**Assigned task**
Which lines hold the string "warnings"? Copy each of them from the material below.
= Beginning of Section =
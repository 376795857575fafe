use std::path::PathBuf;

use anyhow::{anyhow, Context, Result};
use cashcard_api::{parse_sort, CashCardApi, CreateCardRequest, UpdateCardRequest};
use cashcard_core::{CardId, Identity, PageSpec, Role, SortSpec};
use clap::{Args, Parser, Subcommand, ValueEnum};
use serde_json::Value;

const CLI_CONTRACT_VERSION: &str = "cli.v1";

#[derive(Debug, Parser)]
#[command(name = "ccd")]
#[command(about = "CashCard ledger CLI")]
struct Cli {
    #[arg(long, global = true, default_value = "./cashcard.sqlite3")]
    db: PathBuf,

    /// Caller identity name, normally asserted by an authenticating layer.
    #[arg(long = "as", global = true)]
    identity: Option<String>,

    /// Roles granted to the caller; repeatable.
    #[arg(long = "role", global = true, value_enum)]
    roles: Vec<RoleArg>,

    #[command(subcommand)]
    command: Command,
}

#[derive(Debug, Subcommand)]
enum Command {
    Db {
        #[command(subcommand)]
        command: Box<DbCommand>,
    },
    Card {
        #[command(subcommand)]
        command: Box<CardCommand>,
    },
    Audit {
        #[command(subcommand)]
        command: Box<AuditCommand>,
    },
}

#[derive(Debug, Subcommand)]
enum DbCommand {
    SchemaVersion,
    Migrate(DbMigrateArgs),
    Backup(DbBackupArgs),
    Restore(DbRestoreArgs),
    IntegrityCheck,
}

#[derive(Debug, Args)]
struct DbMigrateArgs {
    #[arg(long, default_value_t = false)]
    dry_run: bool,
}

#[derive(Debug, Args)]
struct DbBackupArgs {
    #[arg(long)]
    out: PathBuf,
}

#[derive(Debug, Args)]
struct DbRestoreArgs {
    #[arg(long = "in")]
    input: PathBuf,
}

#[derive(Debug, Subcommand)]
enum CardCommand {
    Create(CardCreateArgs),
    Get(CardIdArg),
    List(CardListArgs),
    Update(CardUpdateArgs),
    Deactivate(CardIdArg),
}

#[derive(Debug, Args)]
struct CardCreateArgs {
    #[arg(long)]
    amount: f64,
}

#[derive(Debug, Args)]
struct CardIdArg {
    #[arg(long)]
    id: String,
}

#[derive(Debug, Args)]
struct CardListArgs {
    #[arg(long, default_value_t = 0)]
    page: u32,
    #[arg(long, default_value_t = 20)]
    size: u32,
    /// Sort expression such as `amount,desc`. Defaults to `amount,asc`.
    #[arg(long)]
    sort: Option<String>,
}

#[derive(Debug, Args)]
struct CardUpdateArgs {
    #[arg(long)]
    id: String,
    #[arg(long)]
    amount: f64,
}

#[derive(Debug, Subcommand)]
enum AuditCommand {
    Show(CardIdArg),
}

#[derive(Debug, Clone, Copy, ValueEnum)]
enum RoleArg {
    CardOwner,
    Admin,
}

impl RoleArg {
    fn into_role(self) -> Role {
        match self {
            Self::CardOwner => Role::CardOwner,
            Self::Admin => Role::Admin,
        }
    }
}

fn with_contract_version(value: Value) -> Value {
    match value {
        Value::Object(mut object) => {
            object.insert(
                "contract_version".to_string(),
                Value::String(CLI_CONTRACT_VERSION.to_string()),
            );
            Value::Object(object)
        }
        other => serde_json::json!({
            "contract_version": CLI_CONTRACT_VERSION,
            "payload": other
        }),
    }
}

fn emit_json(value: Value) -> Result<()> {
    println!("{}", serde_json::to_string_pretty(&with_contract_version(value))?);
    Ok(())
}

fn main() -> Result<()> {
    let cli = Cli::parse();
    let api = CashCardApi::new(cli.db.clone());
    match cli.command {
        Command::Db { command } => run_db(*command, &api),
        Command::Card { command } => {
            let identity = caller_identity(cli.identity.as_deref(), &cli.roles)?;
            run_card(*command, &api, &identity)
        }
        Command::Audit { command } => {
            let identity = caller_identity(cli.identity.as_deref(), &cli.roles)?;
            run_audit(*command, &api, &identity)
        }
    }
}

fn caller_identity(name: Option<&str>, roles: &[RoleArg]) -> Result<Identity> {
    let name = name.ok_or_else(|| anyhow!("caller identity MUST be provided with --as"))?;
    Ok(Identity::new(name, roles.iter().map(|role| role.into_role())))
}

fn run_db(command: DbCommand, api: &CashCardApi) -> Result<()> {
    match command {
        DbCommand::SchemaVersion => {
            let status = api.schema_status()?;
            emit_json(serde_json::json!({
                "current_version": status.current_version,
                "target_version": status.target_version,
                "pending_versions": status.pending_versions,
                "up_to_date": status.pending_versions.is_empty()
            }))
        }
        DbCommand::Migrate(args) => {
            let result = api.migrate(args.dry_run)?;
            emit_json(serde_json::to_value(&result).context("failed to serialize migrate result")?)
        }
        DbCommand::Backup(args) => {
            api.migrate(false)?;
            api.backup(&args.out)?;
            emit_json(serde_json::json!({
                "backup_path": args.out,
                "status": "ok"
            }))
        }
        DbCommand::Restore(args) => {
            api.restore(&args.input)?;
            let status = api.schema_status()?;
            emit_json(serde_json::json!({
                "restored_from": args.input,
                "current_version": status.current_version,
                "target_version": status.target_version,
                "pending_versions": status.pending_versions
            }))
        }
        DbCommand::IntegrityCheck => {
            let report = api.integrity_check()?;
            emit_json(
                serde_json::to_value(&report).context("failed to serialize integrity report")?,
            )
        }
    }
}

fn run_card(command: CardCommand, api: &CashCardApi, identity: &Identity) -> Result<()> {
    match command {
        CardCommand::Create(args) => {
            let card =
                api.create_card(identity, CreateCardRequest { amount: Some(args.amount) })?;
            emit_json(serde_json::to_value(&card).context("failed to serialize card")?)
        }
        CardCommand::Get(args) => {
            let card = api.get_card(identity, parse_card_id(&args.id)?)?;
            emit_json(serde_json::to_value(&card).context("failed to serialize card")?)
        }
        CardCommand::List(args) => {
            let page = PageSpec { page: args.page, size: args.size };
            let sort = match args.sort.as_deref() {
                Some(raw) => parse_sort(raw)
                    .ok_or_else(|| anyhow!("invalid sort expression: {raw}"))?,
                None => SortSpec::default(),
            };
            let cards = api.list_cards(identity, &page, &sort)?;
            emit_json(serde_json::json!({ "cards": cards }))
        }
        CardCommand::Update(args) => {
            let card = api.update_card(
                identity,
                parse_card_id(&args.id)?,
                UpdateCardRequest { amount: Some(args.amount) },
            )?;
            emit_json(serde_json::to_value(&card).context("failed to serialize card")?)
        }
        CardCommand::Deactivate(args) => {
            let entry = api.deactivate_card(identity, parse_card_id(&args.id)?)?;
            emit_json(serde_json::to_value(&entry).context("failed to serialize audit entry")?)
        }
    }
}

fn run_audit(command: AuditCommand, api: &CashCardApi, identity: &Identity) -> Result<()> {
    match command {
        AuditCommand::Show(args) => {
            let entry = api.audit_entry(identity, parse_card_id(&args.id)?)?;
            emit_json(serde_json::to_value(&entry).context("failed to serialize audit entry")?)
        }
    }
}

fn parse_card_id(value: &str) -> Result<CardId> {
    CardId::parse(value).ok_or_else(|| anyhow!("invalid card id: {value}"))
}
= End of Section =
= Beginning of Section =
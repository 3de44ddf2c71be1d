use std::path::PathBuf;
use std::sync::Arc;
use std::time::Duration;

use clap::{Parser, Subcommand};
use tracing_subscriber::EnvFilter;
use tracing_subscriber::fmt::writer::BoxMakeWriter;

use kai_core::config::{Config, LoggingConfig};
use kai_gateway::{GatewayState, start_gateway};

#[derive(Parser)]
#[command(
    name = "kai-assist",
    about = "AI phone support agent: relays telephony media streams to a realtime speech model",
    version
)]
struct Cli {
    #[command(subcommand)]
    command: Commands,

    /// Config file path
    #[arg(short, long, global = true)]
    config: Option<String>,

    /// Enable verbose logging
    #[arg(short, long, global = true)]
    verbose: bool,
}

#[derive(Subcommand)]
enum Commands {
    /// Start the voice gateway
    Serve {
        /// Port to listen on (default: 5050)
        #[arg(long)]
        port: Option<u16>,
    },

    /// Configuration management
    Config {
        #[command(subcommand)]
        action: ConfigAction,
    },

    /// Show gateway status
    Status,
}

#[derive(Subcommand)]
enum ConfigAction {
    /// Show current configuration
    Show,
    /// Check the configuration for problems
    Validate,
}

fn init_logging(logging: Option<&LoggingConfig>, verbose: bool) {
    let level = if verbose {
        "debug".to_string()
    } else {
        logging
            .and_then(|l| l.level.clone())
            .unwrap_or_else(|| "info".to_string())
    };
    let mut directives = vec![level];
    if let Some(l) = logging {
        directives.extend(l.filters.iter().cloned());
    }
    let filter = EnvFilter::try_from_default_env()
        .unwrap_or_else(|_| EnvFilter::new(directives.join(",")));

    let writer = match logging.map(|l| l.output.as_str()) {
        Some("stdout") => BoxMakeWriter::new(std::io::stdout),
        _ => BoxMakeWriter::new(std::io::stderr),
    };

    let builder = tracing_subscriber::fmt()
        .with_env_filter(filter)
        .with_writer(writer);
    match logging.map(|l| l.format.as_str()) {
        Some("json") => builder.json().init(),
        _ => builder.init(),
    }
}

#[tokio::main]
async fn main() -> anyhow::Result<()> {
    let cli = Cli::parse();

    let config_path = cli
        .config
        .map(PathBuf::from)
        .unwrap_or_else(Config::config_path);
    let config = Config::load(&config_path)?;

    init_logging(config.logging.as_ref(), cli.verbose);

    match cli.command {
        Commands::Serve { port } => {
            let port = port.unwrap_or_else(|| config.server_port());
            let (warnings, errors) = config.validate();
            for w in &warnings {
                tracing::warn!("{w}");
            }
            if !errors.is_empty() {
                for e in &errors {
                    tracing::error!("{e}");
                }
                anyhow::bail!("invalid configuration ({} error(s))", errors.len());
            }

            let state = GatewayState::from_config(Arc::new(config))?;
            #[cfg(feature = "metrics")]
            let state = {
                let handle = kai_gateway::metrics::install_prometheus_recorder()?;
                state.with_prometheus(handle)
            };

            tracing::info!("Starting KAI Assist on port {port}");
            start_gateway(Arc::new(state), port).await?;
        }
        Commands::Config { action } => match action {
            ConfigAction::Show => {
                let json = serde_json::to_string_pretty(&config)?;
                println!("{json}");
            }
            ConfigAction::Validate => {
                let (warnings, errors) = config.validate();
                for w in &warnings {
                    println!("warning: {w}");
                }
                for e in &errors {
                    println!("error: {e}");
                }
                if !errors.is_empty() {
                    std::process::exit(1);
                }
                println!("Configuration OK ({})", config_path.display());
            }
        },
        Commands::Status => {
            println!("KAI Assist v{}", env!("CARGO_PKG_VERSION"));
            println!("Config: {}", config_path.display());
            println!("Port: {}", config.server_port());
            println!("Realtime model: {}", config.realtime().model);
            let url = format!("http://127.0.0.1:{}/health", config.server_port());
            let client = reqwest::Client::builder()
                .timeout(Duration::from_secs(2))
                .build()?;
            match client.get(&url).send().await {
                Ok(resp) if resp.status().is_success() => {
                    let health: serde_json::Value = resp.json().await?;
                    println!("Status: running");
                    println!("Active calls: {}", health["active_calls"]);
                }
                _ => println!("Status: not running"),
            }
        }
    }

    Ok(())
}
= End of Section =
**Worked solution**
            let (warnings, errors) = config.validate();
            for w in &warnings {
                let (warnings, errors) = config.validate();
                for w in &warnings {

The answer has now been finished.